Орудуя кистью, Наполеон если и умолкал, то ненадолго. Он в сотый раз с удовольствием рассказывал мне, как стал taximan. Благодаря случайному стечению обстоятельств.
– И вот однажды возвращаюсь я из зала Ваграм, после боя, в котором Вильмену крепко досталось. Было очень поздно, часа два ночи. Я остановился на красный свет, ну, ты понимаешь… И тут – тук-тук: какая-то дама стучит в окошко и спрашивает, свободен ли я. Молоденькая и такая хорошенькая! Я сказал “да”. А что? Я и правда был свободен как ветер. И хоп! – она открывает переднюю дверь. Ее звали Жозефина.
Наполеон решил, что это знак судьбы. Он проживет свою вторую жизнь как taximan, причем женатый.
– Когда ты хочешь изменить жизнь, нельзя целую вечность прикидывать, что да как. Я засунул свои боксерские перчатки в бардачок – и avanti![2] Ты представить себе не можешь, Коко, сколько народу я перевез! Богатых, бедных, болтунов, молчунов, молодых, старых, грустных, веселых. Симпатяг и отпетых зануд. Придурков. Придурков в широком ассортименте.
Особенно ему нравилось слушать откровенные признания, которые пассажиры не могли сделать больше никому, и у него создавалось ощущение, что он знает их лучше других.

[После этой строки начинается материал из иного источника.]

//! Unit tests for dn-core primitives.

#[cfg(test)]
mod ids {
    use crate::{EdgeIndex, NodeIndex, OrderId, VehicleId};

    #[test]
    fn index_roundtrip() {
        let id = VehicleId(42);
        assert_eq!(id.index(), 42);
        assert_eq!(VehicleId::try_from(42usize).unwrap(), id);
    }

    #[test]
    fn ordering() {
        assert!(VehicleId(0) < VehicleId(1));
        assert!(NodeIndex(100) > NodeIndex(99));
    }

    #[test]
    fn invalid_sentinels_are_max() {
        assert_eq!(NodeIndex::INVALID.0, u32::MAX);
        assert_eq!(EdgeIndex::INVALID.0, u32::MAX);
        assert_eq!(OrderId::INVALID.0, u32::MAX);
    }

    #[test]
    fn display() {
        assert_eq!(VehicleId(7).to_string(), "VehicleId(7)");
    }
}

#[cfg(test)]
mod location {
    use crate::Location;

    #[test]
    fn lexicographic_order() {
        // x dominates, y breaks ties
        assert!(Location::new(0, 9) < Location::new(1, 0));
        assert!(Location::new(2, 1) < Location::new(2, 5));
        assert_eq!(Location::new(3, 3), Location::new(3, 3));
    }

    #[test]
    fn add_subtract() {
        let a = Location::new(2, -3);
        let b = Location::new(1, 1);
        assert_eq!(a.add(b), Location::new(3, -2));
        assert_eq!(a.subtract(b), Location::new(1, -4));
    }

    #[test]
    fn display() {
        assert_eq!(Location::new(-4, 12).to_string(), "(-4, 12)");
        assert_eq!(Location::ORIGIN.to_string(), "(0, 0)");
    }

    #[test]
    fn from_tuple() {
        let l: Location = (5, 6).into();
        assert_eq!(l, Location::new(5, 6));
    }
}

#[cfg(test)]
mod time {
    use crate::{Tick, TickInterval};

    #[test]
    fn tick_arithmetic() {
        let t = Tick(10);
        assert_eq!(t + 5, Tick(15));
        assert_eq!(t.offset(3), Tick(13));
        assert_eq!(Tick(15) - Tick(10), 5u64);
        assert_eq!(Tick(15).since(Tick(10)), 5);
    }

    #[test]
    fn tick_display() {
        assert_eq!(Tick(42).to_string(), "T42");
    }

    #[test]
    fn interval_contains() {
        let w = TickInterval::new(Tick(5), Tick(10)).unwrap();
        assert!(!w.contains(Tick(4)));
        assert!(w.contains(Tick(5)));
        assert!(w.contains(Tick(10)));
        assert!(!w.contains(Tick(11)));
        assert_eq!(w.duration(), 5);
    }

    #[test]
    fn interval_rejects_reversed_bounds() {
        assert!(TickInterval::new(Tick(10), Tick(5)).is_err());
        // degenerate single-tick window is fine
        assert!(TickInterval::new(Tick(5), Tick(5)).is_ok());
    }

    #[test]
    fn ticks_off_measures_distance_outside_window() {
        let w = TickInterval::new(Tick(10), Tick(20)).unwrap();
        assert_eq!(w.ticks_off(Tick(15)), 0); // inside
        assert_eq!(w.ticks_off(Tick(10)), 0); // boundary
        assert_eq!(w.ticks_off(Tick(7)), 3); // early
        assert_eq!(w.ticks_off(Tick(26)), 6); // late
    }
}

#[cfg(test)]
mod distance {
    use crate::{
        ChebyshevDistance, DistanceCalculator, EuclideanDistance, Location, ManhattanDistance,
    };

    const A: Location = Location { x: 0, y: 0 };
    const B: Location = Location { x: 3, y: 4 };

    #[test]
    fn euclidean_is_straight_line() {
        assert!((EuclideanDistance.distance(A, B) - 5.0).abs() < 1e-12);
        assert_eq!(EuclideanDistance.distance(A, A), 0.0);
    }

    #[test]
    fn manhattan_sums_components() {
        assert_eq!(ManhattanDistance.distance(A, B), 7.0);
    }

    #[test]
    fn chebyshev_takes_max_component() {
        assert_eq!(ChebyshevDistance.distance(A, B), 4.0);
    }

    #[test]
    fn symmetric() {
        assert_eq!(
            EuclideanDistance.distance(A, B),
            EuclideanDistance.distance(B, A)
        );
        assert_eq!(
            ManhattanDistance.distance(A, B),
            ManhattanDistance.distance(B, A)
        );
    }
}

#[cfg(test)]
mod rng {
    use crate::SimRng;

    #[test]
    fn deterministic_same_seed() {
        let mut r1 = SimRng::new(12345);
        let mut r2 = SimRng::new(12345);
        for _ in 0..100 {
            let a: u64 = r1.gen_range(0..u64::MAX);
            let b: u64 = r2.gen_range(0..u64::MAX);
            assert_eq!(a, b);
        }
    }

    #[test]
    fn gen_range_in_bounds() {
        let mut rng = SimRng::new(0);
        for _ in 0..1000 {
            let v = rng.gen_range(0.0f64..1.0);
            assert!((0.0..1.0).contains(&v));
        }
    }

    #[test]
    fn gen_bool_extremes() {
        let mut rng = SimRng::new(0);
        assert!(!rng.gen_bool(0.0));
        assert!(rng.gen_bool(1.0));
    }

    #[test]
    fn choose_empty_is_none() {
        let mut rng = SimRng::new(0);
        let empty: [u8; 0] = [];
        assert!(rng.choose(&empty).is_none());
        assert_eq!(rng.choose(&[7]), Some(&7));
    }
}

– Я возил мужчин, которые только что стали отцами, и тех, что собирались лечь в больницу или уехать на край света, спасаясь от правосудия. Одни смеялись, другие плакали.
Поначалу пассажиры его узнавали. Они видели его когда-то на ринге. Или обратили внимание на его фото в газете. Он оставлял им автографы. Его расспрашивали о странном поражении в поединке с Рокки.
Он немного скучал по миру бокса, но считал, что смерть Рокки – это знак и настало время повесить перчатки на гвоздь. В тот день, размазывая по стене краску, он добавил:
– Однажды ты все поймешь, Коко. Я обязан Рокки самыми радостными днями в этой жизни.
О какой радости идет речь? Он говорил особенным голосом, не позволявшим задавать лишние вопросы.